Directions for this task
Every single entry below should be reproduced verbatim.
▼▼▼
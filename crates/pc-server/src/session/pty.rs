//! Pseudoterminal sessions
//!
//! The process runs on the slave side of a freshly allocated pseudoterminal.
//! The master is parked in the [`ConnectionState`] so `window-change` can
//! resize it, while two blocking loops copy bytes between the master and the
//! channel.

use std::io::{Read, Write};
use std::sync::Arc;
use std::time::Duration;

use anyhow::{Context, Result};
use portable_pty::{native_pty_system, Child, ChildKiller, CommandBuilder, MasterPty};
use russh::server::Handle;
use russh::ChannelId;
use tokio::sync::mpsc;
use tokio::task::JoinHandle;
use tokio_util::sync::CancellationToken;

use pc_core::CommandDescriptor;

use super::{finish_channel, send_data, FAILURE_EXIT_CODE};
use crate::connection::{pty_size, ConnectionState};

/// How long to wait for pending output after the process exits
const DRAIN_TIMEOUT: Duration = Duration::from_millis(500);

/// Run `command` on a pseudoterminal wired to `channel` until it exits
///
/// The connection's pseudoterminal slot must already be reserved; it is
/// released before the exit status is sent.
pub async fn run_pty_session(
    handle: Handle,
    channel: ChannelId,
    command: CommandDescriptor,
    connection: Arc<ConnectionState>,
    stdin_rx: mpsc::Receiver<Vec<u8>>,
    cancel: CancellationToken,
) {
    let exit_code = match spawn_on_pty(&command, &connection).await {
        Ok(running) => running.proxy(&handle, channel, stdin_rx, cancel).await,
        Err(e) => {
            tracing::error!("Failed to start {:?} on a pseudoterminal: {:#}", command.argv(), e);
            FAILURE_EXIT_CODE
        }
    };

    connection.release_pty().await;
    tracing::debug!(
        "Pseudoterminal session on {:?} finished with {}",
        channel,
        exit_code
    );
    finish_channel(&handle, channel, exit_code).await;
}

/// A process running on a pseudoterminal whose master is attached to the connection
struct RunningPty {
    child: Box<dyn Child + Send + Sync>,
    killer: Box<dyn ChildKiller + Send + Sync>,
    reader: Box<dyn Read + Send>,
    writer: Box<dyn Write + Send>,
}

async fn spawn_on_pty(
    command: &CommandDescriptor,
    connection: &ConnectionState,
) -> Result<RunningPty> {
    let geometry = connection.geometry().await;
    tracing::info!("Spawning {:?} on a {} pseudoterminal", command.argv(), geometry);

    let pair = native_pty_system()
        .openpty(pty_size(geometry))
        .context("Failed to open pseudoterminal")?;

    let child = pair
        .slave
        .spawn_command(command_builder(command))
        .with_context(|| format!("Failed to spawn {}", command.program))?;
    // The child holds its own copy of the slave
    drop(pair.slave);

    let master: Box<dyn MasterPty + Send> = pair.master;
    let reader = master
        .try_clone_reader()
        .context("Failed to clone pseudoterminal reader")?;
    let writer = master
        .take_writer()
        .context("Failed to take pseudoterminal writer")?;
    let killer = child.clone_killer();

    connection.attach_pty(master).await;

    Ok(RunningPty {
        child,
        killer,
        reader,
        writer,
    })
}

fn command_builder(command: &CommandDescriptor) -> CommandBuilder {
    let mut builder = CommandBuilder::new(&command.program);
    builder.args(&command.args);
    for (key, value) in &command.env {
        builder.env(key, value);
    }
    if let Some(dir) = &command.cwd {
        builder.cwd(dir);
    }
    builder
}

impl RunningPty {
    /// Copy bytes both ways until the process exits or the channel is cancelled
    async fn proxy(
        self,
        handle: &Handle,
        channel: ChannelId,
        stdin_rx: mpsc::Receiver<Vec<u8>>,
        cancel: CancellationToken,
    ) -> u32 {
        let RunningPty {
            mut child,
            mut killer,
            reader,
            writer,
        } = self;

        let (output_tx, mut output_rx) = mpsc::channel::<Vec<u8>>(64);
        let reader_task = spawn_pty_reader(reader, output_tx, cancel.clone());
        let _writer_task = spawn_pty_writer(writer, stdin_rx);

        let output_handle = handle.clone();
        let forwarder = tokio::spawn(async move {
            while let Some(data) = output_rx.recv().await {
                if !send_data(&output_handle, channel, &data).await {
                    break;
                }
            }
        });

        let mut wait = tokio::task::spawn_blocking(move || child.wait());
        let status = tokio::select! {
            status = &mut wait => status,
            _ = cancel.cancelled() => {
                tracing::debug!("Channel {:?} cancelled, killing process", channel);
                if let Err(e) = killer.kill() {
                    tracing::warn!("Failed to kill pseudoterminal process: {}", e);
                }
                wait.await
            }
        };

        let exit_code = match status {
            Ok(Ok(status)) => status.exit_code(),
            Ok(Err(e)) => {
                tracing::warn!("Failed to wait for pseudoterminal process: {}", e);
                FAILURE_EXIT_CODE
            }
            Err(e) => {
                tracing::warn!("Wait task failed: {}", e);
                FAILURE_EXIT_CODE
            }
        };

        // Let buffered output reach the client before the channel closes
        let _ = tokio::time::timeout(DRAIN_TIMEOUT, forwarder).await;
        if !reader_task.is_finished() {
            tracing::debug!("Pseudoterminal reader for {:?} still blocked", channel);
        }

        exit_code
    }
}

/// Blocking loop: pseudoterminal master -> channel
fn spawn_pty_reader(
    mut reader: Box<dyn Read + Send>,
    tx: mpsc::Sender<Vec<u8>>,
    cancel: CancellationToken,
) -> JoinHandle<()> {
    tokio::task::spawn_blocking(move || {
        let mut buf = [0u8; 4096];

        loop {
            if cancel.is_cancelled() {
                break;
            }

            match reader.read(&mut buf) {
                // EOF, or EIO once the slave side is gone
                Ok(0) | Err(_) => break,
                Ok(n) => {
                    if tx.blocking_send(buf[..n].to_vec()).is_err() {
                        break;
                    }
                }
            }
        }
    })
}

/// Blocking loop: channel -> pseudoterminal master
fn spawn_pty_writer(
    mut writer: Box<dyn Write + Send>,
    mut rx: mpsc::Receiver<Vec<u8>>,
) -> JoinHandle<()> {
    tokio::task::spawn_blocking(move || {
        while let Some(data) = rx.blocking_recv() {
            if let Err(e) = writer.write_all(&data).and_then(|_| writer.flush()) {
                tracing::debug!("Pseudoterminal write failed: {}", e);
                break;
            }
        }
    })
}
▲▲▲
Written response
filename crates/pc-server/src/session/pty.rs
//! Pseudoterminal sessions
//!
//! The process runs on the slave side of a freshly allocated pseudoterminal.
//! The master is parked in the [`ConnectionState`] so `window-change` can
//! resize it, while two blocking loops copy bytes between the master and the
//! channel.

use std::io::{Read, Write};
use std::sync::Arc;
use std::time::Duration;

use anyhow::{Context, Result};
use portable_pty::{native_pty_system, Child, ChildKiller, CommandBuilder, MasterPty};
use russh::server::Handle;
use russh::ChannelId;
use tokio::sync::mpsc;
use tokio::task::JoinHandle;
use tokio_util::sync::CancellationToken;

use pc_core::CommandDescriptor;

use super::{finish_channel, send_data, FAILURE_EXIT_CODE};
use crate::connection::{pty_size, ConnectionState};

/// How long to wait for pending output after the process exits
const DRAIN_TIMEOUT: Duration = Duration::from_millis(500);

/// Run `command` on a pseudoterminal wired to `channel` until it exits
///
/// The connection's pseudoterminal slot must already be reserved; it is
/// released before the exit status is sent.
pub async fn run_pty_session(
    handle: Handle,
    channel: ChannelId,
    command: CommandDescriptor,
    connection: Arc<ConnectionState>,
    stdin_rx: mpsc::Receiver<Vec<u8>>,
    cancel: CancellationToken,
) {
    let exit_code = match spawn_on_pty(&command, &connection).await {
        Ok(running) => running.proxy(&handle, channel, stdin_rx, cancel).await,
        Err(e) => {
            tracing::error!("Failed to start {:?} on a pseudoterminal: {:#}", command.argv(), e);
            FAILURE_EXIT_CODE
        }
    };

    connection.release_pty().await;
    tracing::debug!(
        "Pseudoterminal session on {:?} finished with {}",
        channel,
        exit_code
    );
    finish_channel(&handle, channel, exit_code).await;
}

/// A process running on a pseudoterminal whose master is attached to the connection
struct RunningPty {
    child: Box<dyn Child + Send + Sync>,
    killer: Box<dyn ChildKiller + Send + Sync>,
    reader: Box<dyn Read + Send>,
    writer: Box<dyn Write + Send>,
}

async fn spawn_on_pty(
    command: &CommandDescriptor,
    connection: &ConnectionState,
) -> Result<RunningPty> {
    let geometry = connection.geometry().await;
    tracing::info!("Spawning {:?} on a {} pseudoterminal", command.argv(), geometry);

    let pair = native_pty_system()
        .openpty(pty_size(geometry))
        .context("Failed to open pseudoterminal")?;

    let child = pair
        .slave
        .spawn_command(command_builder(command))
        .with_context(|| format!("Failed to spawn {}", command.program))?;
    // The child holds its own copy of the slave
    drop(pair.slave);

    let master: Box<dyn MasterPty + Send> = pair.master;
    let reader = master
        .try_clone_reader()
        .context("Failed to clone pseudoterminal reader")?;
    let writer = master
        .take_writer()
        .context("Failed to take pseudoterminal writer")?;
    let killer = child.clone_killer();

    connection.attach_pty(master).await;

    Ok(RunningPty {
        child,
        killer,
        reader,
        writer,
    })
}

fn command_builder(command: &CommandDescriptor) -> CommandBuilder {
    let mut builder = CommandBuilder::new(&command.program);
    builder.args(&command.args);
    for (key, value) in &command.env {
        builder.env(key, value);
    }
    if let Some(dir) = &command.cwd {
        builder.cwd(dir);
    }
    builder
}

impl RunningPty {
    /// Copy bytes both ways until the process exits or the channel is cancelled
    async fn proxy(
        self,
        handle: &Handle,
        channel: ChannelId,
        stdin_rx: mpsc::Receiver<Vec<u8>>,
        cancel: CancellationToken,
    ) -> u32 {
        let RunningPty {
            mut child,
            mut killer,
            reader,
            writer,
        } = self;

        let (output_tx, mut output_rx) = mpsc::channel::<Vec<u8>>(64);
        let reader_task = spawn_pty_reader(reader, output_tx, cancel.clone());
        let _writer_task = spawn_pty_writer(writer, stdin_rx);

        let output_handle = handle.clone();
        let forwarder = tokio::spawn(async move {
            while let Some(data) = output_rx.recv().await {
                if !send_data(&output_handle, channel, &data).await {
                    break;
                }
            }
        });

        let mut wait = tokio::task::spawn_blocking(move || child.wait());
        let status = tokio::select! {
            status = &mut wait => status,
            _ = cancel.cancelled() => {
                tracing::debug!("Channel {:?} cancelled, killing process", channel);
                if let Err(e) = killer.kill() {
                    tracing::warn!("Failed to kill pseudoterminal process: {}", e);
                }
                wait.await
            }
        };

        let exit_code = match status {
            Ok(Ok(status)) => status.exit_code(),
            Ok(Err(e)) => {
                tracing::warn!("Failed to wait for pseudoterminal process: {}", e);
                FAILURE_EXIT_CODE
            }
            Err(e) => {
                tracing::warn!("Wait task failed: {}", e);
                FAILURE_EXIT_CODE
            }
        };

        // Let buffered output reach the client before the channel closes
        let _ = tokio::time::timeout(DRAIN_TIMEOUT, forwarder).await;
        if !reader_task.is_finished() {
            tracing::debug!("Pseudoterminal reader for {:?} still blocked", channel);
        }

        exit_code
    }
}

/// Blocking loop: pseudoterminal master -> channel
fn spawn_pty_reader(
    mut reader: Box<dyn Read + Send>,
    tx: mpsc::Sender<Vec<u8>>,
    cancel: CancellationToken,
) -> JoinHandle<()> {
    tokio::task::spawn_blocking(move || {
        let mut buf = [0u8; 4096];

        loop {
            if cancel.is_cancelled() {
                break;
            }

            match reader.read(&mut buf) {
                // EOF, or EIO once the slave side is gone
                Ok(0) | Err(_) => break,
                Ok(n) => {
                    if tx.blocking_send(buf[..n].to_vec()).is_err() {
                        break;
                    }
                }
            }
        }
    })
}

/// Blocking loop: channel -> pseudoterminal master
fn spawn_pty_writer(
    mut writer: Box<dyn Write + Send>,
    mut rx: mpsc::Receiver<Vec<u8>>,
) -> JoinHandle<()> {
    tokio::task::spawn_blocking(move || {
        while let Some(data) = rx.blocking_recv() {
            if let Err(e) = writer.write_all(&data).and_then(|_| writer.flush()) {
                tracing::debug!("Pseudoterminal write failed: {}", e);
                break;
            }
        }
    })
}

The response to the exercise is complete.